I bet you know those people that spend their vacation only in places you can’t even pronounce. Baku is the next big thing in those circles. The capital of what now? Azerbaijan? Don’t shake your head in disbelief; this city is awesome. It’s hard to put a label on it. Baku is so alien to the western culture that we might as well be talking about Mars. You will notice undoubtedly strong Russian, but also Persian flavours. Traces of the Roman Empire here, an Indian temple there. Open a map and look at the Caspian Sea. Notice the eagle’s beak on its western shore. That’s Baku: the capital and the most developed city in Azerbaijan. Some even call it the next Dubai. Both are giants of the oil industry. Fossil fuels are an integral part of the Azerbaijani landscape. Underground pressure pushes gas to the surface. Drop a match and it will burn until the supply lasts. That means practically forever. Yanar Dağ is one such place, a giant natural stonewall with flames spouting out of it. We can explain this phenomenon now, but our ancestors couldn’t. What if the biblical burning bush was just a gas vent? Ateshgah of Baku is a similar site, albeit built up into an actual religious centre. Some say it is of Zoroastrian origin, some say it’s Hindu. At first, it was an altar or a tiny temple around the pyre. Ateshgah eventually grew into a monastery of sorts.
Experience more of that thoroughly Arabic architecture around the Old City. Old Baku reminded me of Jerusalem. Think of chaotic and colourful with street vendors and crowded alleys smelling of baklava. Merchants are selling luxury fabrics and matryoshka dolls and chatting up their neighbours.

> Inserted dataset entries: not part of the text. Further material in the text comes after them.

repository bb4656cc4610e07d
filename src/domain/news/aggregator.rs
use super::filter::{dedupe_by_id, exclude_ids, filter_by_date};
use super::model::{AggregatedResult, DateRange};
use super::provider::NewsProvider;
use crate::types::{IngestError, IngestResult};

/// 日付範囲内の記事を全ページ分集める
///
/// ## 動作
/// - 1ページ目から順に取得し、各ページで日付フィルタを適用して受信順に追加
/// - レスポンスの`currentPage < pages`の間は次のページを取得
/// - `max_pages`を超えて続く場合は`IngestError::PaginationLimit`で中断
/// - 最後に識別子の重複を除き、購読記事と重複する通常記事を取り除く
///
/// ## エラー
/// どのページの取得に失敗しても全体を中断し、途中までの結果は返さない。
pub async fn collect_all(
    provider: &dyn NewsProvider,
    range: &DateRange,
    max_pages: u32,
) -> IngestResult<AggregatedResult> {
    let mut result = AggregatedResult::default();
    let mut page: u32 = 1;

    loop {
        if page > max_pages {
            tracing::error!(max_pages, %range, "ページネーションが上限に達しました");
            return Err(IngestError::PaginationLimit { max_pages });
        }

        let current = provider
            .fetch_page(page, range)
            .await
            .map_err(|e| IngestError::upstream(page, e))?;

        let regular = filter_by_date(current.regular, range);
        let subscribed = current
            .subscribed
            .map(|articles| filter_by_date(articles, range))
            .unwrap_or_default();

        tracing::debug!(
            page,
            current_page = current.pagination.current_page,
            pages = current.pagination.pages,
            regular = regular.len(),
            subscribed = subscribed.len(),
            "ページ取得完了"
        );

        result.regular_data.extend(regular);
        result.subscribed_data.extend(subscribed);

        if !current.pagination.has_more() {
            break;
        }
        page += 1;
    }

    let subscribed_data = dedupe_by_id(result.subscribed_data);
    let regular_data = exclude_ids(dedupe_by_id(result.regular_data), &subscribed_data);

    tracing::info!(
        %range,
        pages = page,
        regular = regular_data.len(),
        subscribed = subscribed_data.len(),
        "記事の集約完了"
    );

    Ok(AggregatedResult {
        regular_data,
        subscribed_data,
    })
}
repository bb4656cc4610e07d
pub mod http;
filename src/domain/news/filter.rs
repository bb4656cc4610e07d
use super::model::{DateRange, NewsArticle};
use std::collections::HashSet;

/// 日付範囲（両端を含む）に収まる記事だけを残す
///
/// ニュースAPI側の日付フィルタは厳密ではないため、取得後にも必ず適用する。
pub fn filter_by_date<T: NewsArticle>(articles: Vec<T>, range: &DateRange) -> Vec<T> {
    articles
        .into_iter()
        .filter(|article| range.contains(article.date()))
        .collect()
}

/// 同じ識別子の記事は最初の1件だけを残す
pub fn dedupe_by_id<T: NewsArticle>(articles: Vec<T>) -> Vec<T> {
    let mut seen = HashSet::new();
    articles
        .into_iter()
        .filter(|article| seen.insert(article.id().clone()))
        .collect()
}

/// `excluded`に含まれる識別子の記事を取り除く
pub fn exclude_ids<T: NewsArticle, U: NewsArticle>(articles: Vec<T>, excluded: &[U]) -> Vec<T> {
    let excluded: HashSet<_> = excluded.iter().map(|article| article.id()).collect();
    articles
        .into_iter()
        .filter(|article| !excluded.contains(article.id()))
        .collect()
}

Word is these alleys were designed by a military prodigy. Enemy troops could get inside, but manoeuvring in this labyrinth was impossible. Nowadays you have signs pointing you in the right direction. Head towards the Bazar Square. Archaeologists uncovered it in 1964 and it served as a pagan worship and burial site. It was likely a part of a larger religious complex. The Maiden Tower located south of the square is an unsolved riddle. Scientists knew that it predated the arrival of Muslims in Baku. Now they’ve discovered it is much older, there are parts of it from as far back in time as 600 BC. It’s bizarre; it looks like something drawn by H.R. Giger. Some people believe it served as a Zoroastrian fire temple. There are vents on top of it that funnel the natural gas upwards. That’s where they light them up like a blowtorch. I like to think it’s a fairy-tale wizards tower.

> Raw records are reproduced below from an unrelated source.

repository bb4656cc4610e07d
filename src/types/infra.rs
/// データベースインサート操作の結果を表す構造体
/// 新規挿入と重複スキップの件数を記録
#[derive(Debug, Clone, Copy, PartialEq, Eq, Default)]
pub struct DatabaseInsertResult {
    /// 新規挿入された件数
    pub inserted: usize,
    /// 重複によりスキップされた件数
    pub skipped_duplicate: usize,
}

impl DatabaseInsertResult {
    /// 新しい操作結果を作成
    pub fn new(inserted: usize, skipped: usize) -> Self {
        Self {
            inserted,
            skipped_duplicate: skipped,
        }
    }

    /// 空の結果（全て0）を作成
    pub fn empty() -> Self {
        Self::new(0, 0)
    }

    /// 1件分の挿入結果を加算する
    pub fn record(&mut self, inserted: bool) {
        if inserted {
            self.inserted += 1;
        } else {
            self.skipped_duplicate += 1;
        }
    }

    /// 処理した総件数
    pub fn total(&self) -> usize {
        self.inserted + self.skipped_duplicate
    }

    /// ドメイン名を指定して表示用の文字列を生成
    pub fn display_with_domain(&self, domain_name: &str) -> String {
        format!(
            "{}処理完了: 新規{}件、重複スキップ{}件",
            domain_name, self.inserted, self.skipped_duplicate
        )
    }
}

impl std::ops::Add for DatabaseInsertResult {
    type Output = Self;

    fn add(self, rhs: Self) -> Self {
        Self::new(
            self.inserted + rhs.inserted,
            self.skipped_duplicate + rhs.skipped_duplicate,
        )
    }
}

// 汎用的なDisplay実装（デフォルトでは「データ」という名称を使用）
impl std::fmt::Display for DatabaseInsertResult {
    fn fmt(&self, f: &mut std::fmt::Formatter<'_>) -> std::fmt::Result {
        write!(f, "{}", self.display_with_domain("データ"))
    }
}
use thiserror::Error;

/// 設定関連のエラー型
/// 環境変数や設定値の検証など設定に関するエラーを定義
#[derive(Error, Debug)]
pub enum ConfigError {
    /// 環境変数が見つからない
    #[error("環境変数が見つかりません: {name}")]
    MissingEnvironmentVariable { name: String },

    /// 設定値が不正
    #[error("設定値が不正です: {name} - {reason}")]
    InvalidValue { name: String, reason: String },
}

impl ConfigError {
    /// 環境変数不足エラーを作成
    pub fn missing_env_var<N: Into<String>>(name: N) -> Self {
        Self::MissingEnvironmentVariable { name: name.into() }
    }

    /// 不正な設定値エラーを作成
    pub fn invalid_value<N: Into<String>, R: Into<String>>(name: N, reason: R) -> Self {
        Self::InvalidValue {
            name: name.into(),
            reason: reason.into(),
        }
    }
}

/// 設定エラーのResult型エイリアス
pub type ConfigResult<T> = std::result::Result<T, ConfigError>;

/// インフラストラクチャ層のエラー型
/// データベース、HTTP通信など基盤的なエラーを定義
#[derive(Error, Debug)]
pub enum InfraError {
    /// データベース接続エラー
    #[error("データベース接続エラー: {source}")]
    DatabaseConnection {
        #[source]
        source: sqlx::Error,
    },

    /// データベースクエリエラー
    #[error("データベースクエリエラー: {operation} - {source}")]
    DatabaseQuery {
        operation: String,
        #[source]
        source: sqlx::Error,
    },

    /// HTTP通信エラー
    #[error("HTTP通信エラー: {url} - {source}")]
    Http {
        url: String,
        #[source]
        source: reqwest::Error,
    },

    /// HTTPステータスが成功以外
    #[error("HTTPステータスエラー: {url} - {status}")]
    HttpStatus { url: String, status: u16 },
}

impl InfraError {
    /// データベース接続エラーを作成
    pub fn database_connection(source: sqlx::Error) -> Self {
        Self::DatabaseConnection { source }
    }

    /// データベースクエリエラーを作成
    pub fn database_query<O: Into<String>>(operation: O, source: sqlx::Error) -> Self {
        Self::DatabaseQuery {
            operation: operation.into(),
            source,
        }
    }

    /// HTTP通信エラーを作成
    pub fn http<U: Into<String>>(url: U, source: reqwest::Error) -> Self {
        Self::Http {
            url: url.into(),
            source,
        }
    }

    /// HTTPステータスエラーを作成
    pub fn http_status<U: Into<String>>(url: U, status: u16) -> Self {
        Self::HttpStatus {
            url: url.into(),
            status,
        }
    }
}

/// インフラエラーのResult型エイリアス
pub type InfraResult<T> = std::result::Result<T, InfraError>;

/// ニュース提供APIとの通信エラー
#[derive(Error, Debug)]
pub enum ProviderError {
    /// 通信そのものに失敗
    #[error("ニュースAPIへのリクエストに失敗しました: {0}")]
    Transport(#[from] InfraError),

    /// レスポンスのstatusが"success"以外
    #[error("ニュースAPIがエラーを返しました: status={status}")]
    Status { status: String },

    /// レスポンスの形式が想定外
    #[error("ニュースAPIのレスポンス形式が不正です: {reason}")]
    Malformed { reason: String },
}

impl ProviderError {
    /// ステータスエラーを作成
    pub fn status<S: Into<String>>(status: S) -> Self {
        Self::Status {
            status: status.into(),
        }
    }

    /// 形式不正エラーを作成
    pub fn malformed<R: Into<String>>(reason: R) -> Self {
        Self::Malformed {
            reason: reason.into(),
        }
    }
}

/// 取り込み処理全体のエラー型
/// HTTPハンドラではどの種類でも同じ500応答に変換される
#[derive(Error, Debug)]
pub enum IngestError {
    /// ページ取得の失敗
    #[error("ページ{page}の取得に失敗しました: {source}")]
    Upstream {
        page: u32,
        #[source]
        source: ProviderError,
    },

    /// ページネーションが上限ページ数までに終わらなかった
    #[error("ページネーションが終了しませんでした: 上限{max_pages}ページ")]
    PaginationLimit { max_pages: u32 },

    /// 保存処理の失敗
    #[error("記事の保存に失敗しました: {0}")]
    Persist(#[source] InfraError),
}

impl IngestError {
    /// ページ取得エラーを作成
    pub fn upstream(page: u32, source: ProviderError) -> Self {
        Self::Upstream { page, source }
    }
}

/// 取り込み処理のResult型エイリアス
pub type IngestResult<T> = std::result::Result<T, IngestError>;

The Palace of the Shirvanshahs is not as fascinating as the Maiden Tower. It is one of Baku’s iconic landmarks nonetheless and is definitely worth seeing. It used to be the residence of the Shirvanshaha lineage. They ruled this region for over 7 centuries. The palace complex was built around the 15th century, towards the end of their reign. It stands for a beautiful piece of history, but is also a symbol of an end to a dynasty. The city got raided, the Shirvanshahs were slaughtered, and their tombs desecrated and burned. That’s a bit of a grim thought to carry out of the Old City. It’ time for one thing I never thought I’d recommend to anyone. THE CARPET MUSEUM! I know it doesn’t sound exciting, but trust me on this one. The building was built in 2014 and it looks like a giant, rolled carpet. It’s awesome. The inside is also unique. You walk through a semi-tunnel and the exhibits are plastered along the curved walls.
Baku is featured on several “World’s Top 10 Nightlife” lists. A city that most people haven’t even heard about boasts the best nightlife? Yep. Nezami street is Baku’s main artery both during day and night. You know it’s a big deal when other countries have their embassies in the area. The architecture, the cafes; it’s as if you were in Paris. All the upscale shopping and eating earned Nizami the title of the most expensive street in the Caucasus. The actual clubs are spread around the city, some downtown, some along the seaside Neftchilar avenue. Nearby parks are also brimming with party people from dusk till dawn. Ask the locals about the Otto Club. It’s one of the oldest bars in Baku and already for decades the go-to spot for drinks and food.